Before CUDAHY, RIPPLE, and MANION, Circuit Judges.

PER CURIAM.

This is a death case. It is before the court on the motion of Hernando Williams for a stay of execution. At the time that this motion was filed, Mr. Williams had pending before the court a petition for rehearing and suggestion for rehearing en banc. The petition for rehearing was denied on February 22, 1995. The court also noted on that date that no judge in active service had requested a vote on the suggestion for rehearing en banc. This motion is not moot, however, because Mr. Williams has also asked that we grant a stay of execution pending his petition to the Supreme Court of the United States for a writ of certiorari. In the following discussion, we shall assume familiarity with our earlier decisions in this matter as well as with the decisions of the Illinois courts. 1

The general standards for granting a stay pending a petition to the Supreme Court are set forth in Rule 41(b) of the Federal Rules of Appellate Procedure and in our Circuit Rule 41(a)(3). The granting of a stay is a form of temporary injunction and, in general, is governed by the same principles, modified to some extent because there have already been proceedings in the lower courts and the party making the application has not prevailed in the court of appeals. Therefore, the inquiry must center on whether the applicant will suffer irreparable injury and whether the applicant has a reasonable probability of succeeding on the merits in the higher court. See United States v. Holland, 1 F.3d 454, 456 (7th Cir.1993) (Ripple, J., in chambers). In the context of a petition for a writ of certiorari, the second inquiry must focus on whether there is a probability that four Justices will vote to grant a writ of certiorari and a reasonable possibility that five Justices will vote to reverse the judgment of this court. Id. Various Justices of the Supreme Court of the United States have articulated this standard in formulations that, although varying stylistically, reveal no real deviation in substance. Id. (collecting cases).

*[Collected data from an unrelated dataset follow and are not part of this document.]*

use buzz::notifications::{NotificationPoller, NotificationStore};
use buzz::resources::{ConnectedPlatforms, UserResource};
use buzz::session::{token_expired, FileSessionRepository};
use buzz::{new_cache, Backend, DashboardAggregator, QueryClient, SessionRepository};
use buzz_client::ApiClient;
use chrono::Utc;
use shared::config::Config;
use shared::{Error, Result};
use std::process::ExitCode;
use std::sync::Arc;
use tracing::{error, info, warn};
use tracing_subscriber::EnvFilter;

#[tokio::main]
async fn main() -> ExitCode {
    // Load .env first so RUST_LOG can come from it
    let dotenv = dotenvy::dotenv();

    tracing_subscriber::fmt()
        .with_env_filter(EnvFilter::try_from_default_env().unwrap_or_else(|_| EnvFilter::new("info")))
        .init();

    match dotenv {
        Ok(path) => info!("Loaded environment variables from {}", path.display()),
        Err(_) => info!("No .env file found, using system environment variables"),
    }

    let config = Config::from_env();
    match run(config).await {
        Ok(()) => ExitCode::SUCCESS,
        Err(e) => {
            error!("{}", e);
            ExitCode::FAILURE
        }
    }
}

async fn run(config: Config) -> Result<()> {
    info!("Using BuzzConnect API at {}", config.api_base_url);

    let session = Arc::new(FileSessionRepository::open(&config.data_dir).await?);
    if let Some(token) = session.token().await {
        if token_expired(&token, Utc::now()) {
            warn!("Stored session has expired, clearing it");
            session.clear().await?;
        }
    }
    if let Some(token) = &config.api_token {
        session.set_token(Some(token.clone())).await?;
    }

    let backend: Arc<dyn Backend> = Arc::new(ApiClient::new(&config, session.clone())?);
    let queries = QueryClient::new(new_cache(config.cache_ttl));

    if let Err(e) = backend.health().await {
        warn!("Health check failed: {}", e);
    }

    let user = UserResource::new(backend.clone(), queries.clone(), session.clone());
    if user.restore().await.is_none() && !user.is_authenticated().await {
        match (&config.email, &config.password) {
            (Some(email), Some(password)) => {
                user.login(email, password).await?;
            }
            _ => {
                return Err(Error::Unauthorized(
                    "No session found. Set BUZZ_API_TOKEN or BUZZ_EMAIL and BUZZ_PASSWORD.".to_string(),
                ))
            }
        }
    }

    let dashboard =
        DashboardAggregator::new(backend.clone(), queries.clone()).with_window(config.dashboard_ttl);
    let view = dashboard.fetch_dashboard().await?;
    for failure in view.failures() {
        warn!("{} unavailable", failure.source);
    }

    match ConnectedPlatforms::new(backend.clone(), queries.clone()).connected().await {
        Ok(platforms) if platforms.is_empty() => info!("No platforms connected"),
        Ok(platforms) => {
            let names: Vec<&str> = platforms.iter().map(|p| p.config.name).collect();
            info!("Connected platforms: {}", names.join(", "));
        }
        Err(e) => warn!("Could not read connected platforms: {}", e),
    }

    let json = serde_json::to_string_pretty(&view)
        .map_err(|e| Error::Internal(format!("failed to render dashboard: {}", e)))?;
    println!("{}", json);

    if config.watch_notifications {
        watch_notifications(backend, session, &config).await;
    }
    Ok(())
}

async fn watch_notifications(
    backend: Arc<dyn Backend>,
    session: Arc<dyn SessionRepository>,
    config: &Config,
) {
    let store = Arc::new(NotificationStore::new(backend));
    let poller = NotificationPoller::new(store.clone(), session, config.notification_poll_interval);
    let cancel = poller.cancel_token();
    let handle = poller.spawn();

    shutdown_signal().await;
    cancel.cancel();
    store.shutdown();
    if let Err(e) = handle.await {
        warn!("Notification poller ended abnormally: {}", e);
    }
    info!("{} unread notification(s)", store.unread_count());
}

async fn shutdown_signal() {
    use tokio::signal;

    let ctrl_c = async {
        if let Err(e) = signal::ctrl_c().await {
            warn!("Failed to listen for Ctrl+C: {}", e);
            std::future::pending::<()>().await;
        }
    };

    #[cfg(unix)]
    let terminate = async {
        match signal::unix::signal(signal::unix::SignalKind::terminate()) {
            Ok(mut stream) => {
                stream.recv().await;
            }
            Err(e) => {
                warn!("Failed to install terminate handler: {}", e);
                std::future::pending::<()>().await;
            }
        }
    };

    #[cfg(not(unix))]
    let terminate = std::future::pending::<()>();

    tokio::select! {
        _ = ctrl_c => {
            info!("Received Ctrl+C signal");
        },
        _ = terminate => {
            info!("Received terminate signal");
        },
    }

    info!("Shutting down...");
}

The law governing stays of death sentences is, in general, the same as that employed in other situations. The inquiry with respect to irreparable injury is, however, different. There can be no doubt that a defendant facing the death penalty at the hands of the state faces irreparable injury. See Wainwright v. Booker, 473 U.S. 935, 935 n. 1, 106 S.Ct. 3343, 3343 n. 1, 87 L.Ed.2d 706 (1985) (Powell, J., concurring). Nevertheless, as Justice White, writing for the Court in Barefoot v. Estelle, 463 U.S. 880, 895, 103 S.Ct. 3383, 3395, 77 L.Ed.2d 1090 (1983), made clear, "[s]tays of execution are not automatic pending the filing and consideration of a petition for a writ of certiorari." It is necessary that the applicant establish that there is a reasonable probability that four members of the Court will vote to grant certiorari and that five members of the Court will vote to reverse the judgment of the Court of Appeals. Id. In a second or successive habeas appeal, we must be especially circumspect in assessing the merits of the applicant's case. We must determine that there are "substantial grounds" upon which relief may be granted. Delo v. Stokes, 495 U.S. 320, 321, 110 S.Ct. 1880, 1881, 109 L.Ed.2d 325 (1990). Accord Delo v. Blair, --- U.S. ----, ----, 113 S.Ct. 2922, 2923, 125 L.Ed.2d 751 (1993); Barefoot, 463 U.S. at 895, 103 S.Ct. at 3395. With these standards in mind, we now turn to the case before us.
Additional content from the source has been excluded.